YOUR TASK = Reproduce all entries precisely as they are written.

Collected data
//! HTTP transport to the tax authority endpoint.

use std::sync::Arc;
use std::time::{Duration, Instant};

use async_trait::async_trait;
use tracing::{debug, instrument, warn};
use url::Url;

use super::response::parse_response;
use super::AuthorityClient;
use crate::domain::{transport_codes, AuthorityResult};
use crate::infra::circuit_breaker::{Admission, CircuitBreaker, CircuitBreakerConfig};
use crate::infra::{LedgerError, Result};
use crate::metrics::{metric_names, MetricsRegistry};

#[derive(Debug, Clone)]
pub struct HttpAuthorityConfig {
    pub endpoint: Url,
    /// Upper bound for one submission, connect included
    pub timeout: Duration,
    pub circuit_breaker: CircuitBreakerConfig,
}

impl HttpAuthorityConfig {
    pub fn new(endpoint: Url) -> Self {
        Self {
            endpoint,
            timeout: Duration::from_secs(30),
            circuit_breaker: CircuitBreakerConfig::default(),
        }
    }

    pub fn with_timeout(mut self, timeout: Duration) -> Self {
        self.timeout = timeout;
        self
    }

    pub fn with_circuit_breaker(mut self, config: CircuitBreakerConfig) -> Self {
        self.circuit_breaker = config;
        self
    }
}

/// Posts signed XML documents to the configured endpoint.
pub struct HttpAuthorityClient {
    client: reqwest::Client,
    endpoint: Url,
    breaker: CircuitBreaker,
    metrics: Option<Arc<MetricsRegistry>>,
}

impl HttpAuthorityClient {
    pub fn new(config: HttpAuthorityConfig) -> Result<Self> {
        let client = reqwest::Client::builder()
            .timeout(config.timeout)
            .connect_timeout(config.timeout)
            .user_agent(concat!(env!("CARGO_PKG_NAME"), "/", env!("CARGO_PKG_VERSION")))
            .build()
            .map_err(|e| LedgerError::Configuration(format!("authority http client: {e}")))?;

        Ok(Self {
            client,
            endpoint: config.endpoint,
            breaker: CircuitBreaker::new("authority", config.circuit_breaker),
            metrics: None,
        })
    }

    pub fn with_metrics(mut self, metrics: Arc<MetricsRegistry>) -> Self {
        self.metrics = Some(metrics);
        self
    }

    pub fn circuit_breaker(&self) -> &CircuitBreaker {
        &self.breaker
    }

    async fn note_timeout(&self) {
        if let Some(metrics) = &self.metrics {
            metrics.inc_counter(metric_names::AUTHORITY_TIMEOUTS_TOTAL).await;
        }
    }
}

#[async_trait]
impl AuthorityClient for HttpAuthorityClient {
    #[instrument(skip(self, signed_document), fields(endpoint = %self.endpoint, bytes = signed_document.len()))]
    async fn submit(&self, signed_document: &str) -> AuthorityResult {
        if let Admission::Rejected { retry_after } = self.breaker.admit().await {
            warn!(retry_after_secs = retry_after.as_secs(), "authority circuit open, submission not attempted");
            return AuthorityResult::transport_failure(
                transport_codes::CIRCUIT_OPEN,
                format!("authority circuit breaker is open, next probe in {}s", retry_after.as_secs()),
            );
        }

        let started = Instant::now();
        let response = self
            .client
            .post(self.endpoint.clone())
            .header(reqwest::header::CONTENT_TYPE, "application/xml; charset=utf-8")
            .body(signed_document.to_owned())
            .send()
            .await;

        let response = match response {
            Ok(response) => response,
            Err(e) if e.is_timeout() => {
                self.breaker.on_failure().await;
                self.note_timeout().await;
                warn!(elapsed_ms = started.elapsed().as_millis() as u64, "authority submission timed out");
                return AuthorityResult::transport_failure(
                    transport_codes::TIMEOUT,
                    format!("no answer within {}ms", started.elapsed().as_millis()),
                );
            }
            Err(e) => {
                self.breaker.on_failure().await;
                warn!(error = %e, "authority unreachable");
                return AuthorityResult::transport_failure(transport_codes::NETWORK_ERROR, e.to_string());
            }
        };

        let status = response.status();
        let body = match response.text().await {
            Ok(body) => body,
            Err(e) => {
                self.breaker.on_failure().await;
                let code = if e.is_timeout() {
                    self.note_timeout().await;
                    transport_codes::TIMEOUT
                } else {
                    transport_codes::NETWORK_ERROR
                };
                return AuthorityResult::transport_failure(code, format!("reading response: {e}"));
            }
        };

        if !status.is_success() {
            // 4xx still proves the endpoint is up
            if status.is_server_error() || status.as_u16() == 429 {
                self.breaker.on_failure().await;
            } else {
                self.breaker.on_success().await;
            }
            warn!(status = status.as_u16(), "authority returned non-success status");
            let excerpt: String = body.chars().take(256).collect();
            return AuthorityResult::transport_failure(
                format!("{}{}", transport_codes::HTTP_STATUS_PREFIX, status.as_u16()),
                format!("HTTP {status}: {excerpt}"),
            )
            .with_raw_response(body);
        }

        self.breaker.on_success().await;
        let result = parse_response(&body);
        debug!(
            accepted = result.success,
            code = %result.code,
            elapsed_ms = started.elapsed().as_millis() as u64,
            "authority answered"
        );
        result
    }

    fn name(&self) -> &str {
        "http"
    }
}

WRITTEN RESPONSE =
//! HTTP transport to the tax authority endpoint.

use std::sync::Arc;
use std::time::{Duration, Instant};

use async_trait::async_trait;
use tracing::{debug, instrument, warn};
use url::Url;

use super::response::parse_response;
use super::AuthorityClient;
use crate::domain::{transport_codes, AuthorityResult};
use crate::infra::circuit_breaker::{Admission, CircuitBreaker, CircuitBreakerConfig};
use crate::infra::{LedgerError, Result};
use crate::metrics::{metric_names, MetricsRegistry};

#[derive(Debug, Clone)]
pub struct HttpAuthorityConfig {
    pub endpoint: Url,
    /// Upper bound for one submission, connect included
    pub timeout: Duration,
    pub circuit_breaker: CircuitBreakerConfig,
}

impl HttpAuthorityConfig {
    pub fn new(endpoint: Url) -> Self {
        Self {
            endpoint,
            timeout: Duration::from_secs(30),
            circuit_breaker: CircuitBreakerConfig::default(),
        }
    }

    pub fn with_timeout(mut self, timeout: Duration) -> Self {
        self.timeout = timeout;
        self
    }

    pub fn with_circuit_breaker(mut self, config: CircuitBreakerConfig) -> Self {
        self.circuit_breaker = config;
        self
    }
}

/// Posts signed XML documents to the configured endpoint.
pub struct HttpAuthorityClient {
    client: reqwest::Client,
    endpoint: Url,
    breaker: CircuitBreaker,
    metrics: Option<Arc<MetricsRegistry>>,
}

impl HttpAuthorityClient {
    pub fn new(config: HttpAuthorityConfig) -> Result<Self> {
        let client = reqwest::Client::builder()
            .timeout(config.timeout)
            .connect_timeout(config.timeout)
            .user_agent(concat!(env!("CARGO_PKG_NAME"), "/", env!("CARGO_PKG_VERSION")))
            .build()
            .map_err(|e| LedgerError::Configuration(format!("authority http client: {e}")))?;

        Ok(Self {
            client,
            endpoint: config.endpoint,
            breaker: CircuitBreaker::new("authority", config.circuit_breaker),
            metrics: None,
        })
    }

    pub fn with_metrics(mut self, metrics: Arc<MetricsRegistry>) -> Self {
        self.metrics = Some(metrics);
        self
    }

    pub fn circuit_breaker(&self) -> &CircuitBreaker {
        &self.breaker
    }

    async fn note_timeout(&self) {
        if let Some(metrics) = &self.metrics {
            metrics.inc_counter(metric_names::AUTHORITY_TIMEOUTS_TOTAL).await;
        }
    }
}

#[async_trait]
impl AuthorityClient for HttpAuthorityClient {
    #[instrument(skip(self, signed_document), fields(endpoint = %self.endpoint, bytes = signed_document.len()))]
    async fn submit(&self, signed_document: &str) -> AuthorityResult {
        if let Admission::Rejected { retry_after } = self.breaker.admit().await {
            warn!(retry_after_secs = retry_after.as_secs(), "authority circuit open, submission not attempted");
            return AuthorityResult::transport_failure(
                transport_codes::CIRCUIT_OPEN,
                format!("authority circuit breaker is open, next probe in {}s", retry_after.as_secs()),
            );
        }

        let started = Instant::now();
        let response = self
            .client
            .post(self.endpoint.clone())
            .header(reqwest::header::CONTENT_TYPE, "application/xml; charset=utf-8")
            .body(signed_document.to_owned())
            .send()
            .await;

        let response = match response {
            Ok(response) => response,
            Err(e) if e.is_timeout() => {
                self.breaker.on_failure().await;
                self.note_timeout().await;
                warn!(elapsed_ms = started.elapsed().as_millis() as u64, "authority submission timed out");
                return AuthorityResult::transport_failure(
                    transport_codes::TIMEOUT,
                    format!("no answer within {}ms", started.elapsed().as_millis()),
                );
            }
            Err(e) => {
                self.breaker.on_failure().await;
                warn!(error = %e, "authority unreachable");
                return AuthorityResult::transport_failure(transport_codes::NETWORK_ERROR, e.to_string());
            }
        };

        let status = response.status();
        let body = match response.text().await {
            Ok(body) => body,
            Err(e) => {
                self.breaker.on_failure().await;
                let code = if e.is_timeout() {
                    self.note_timeout().await;
                    transport_codes::TIMEOUT
                } else {
                    transport_codes::NETWORK_ERROR
                };
                return AuthorityResult::transport_failure(code, format!("reading response: {e}"));
            }
        };

        if !status.is_success() {
            // 4xx still proves the endpoint is up
            if status.is_server_error() || status.as_u16() == 429 {
                self.breaker.on_failure().await;
            } else {
                self.breaker.on_success().await;
            }
            warn!(status = status.as_u16(), "authority returned non-success status");
            let excerpt: String = body.chars().take(256).collect();
            return AuthorityResult::transport_failure(
                format!("{}{}", transport_codes::HTTP_STATUS_PREFIX, status.as_u16()),
                format!("HTTP {status}: {excerpt}"),
            )
            .with_raw_response(body);
        }

        self.breaker.on_success().await;
        let result = parse_response(&body);
        debug!(
            accepted = result.success,
            code = %result.code,
            elapsed_ms = started.elapsed().as_millis() as u64,
            "authority answered"
        );
        result
    }

    fn name(&self) -> &str {
        "http"
    }
}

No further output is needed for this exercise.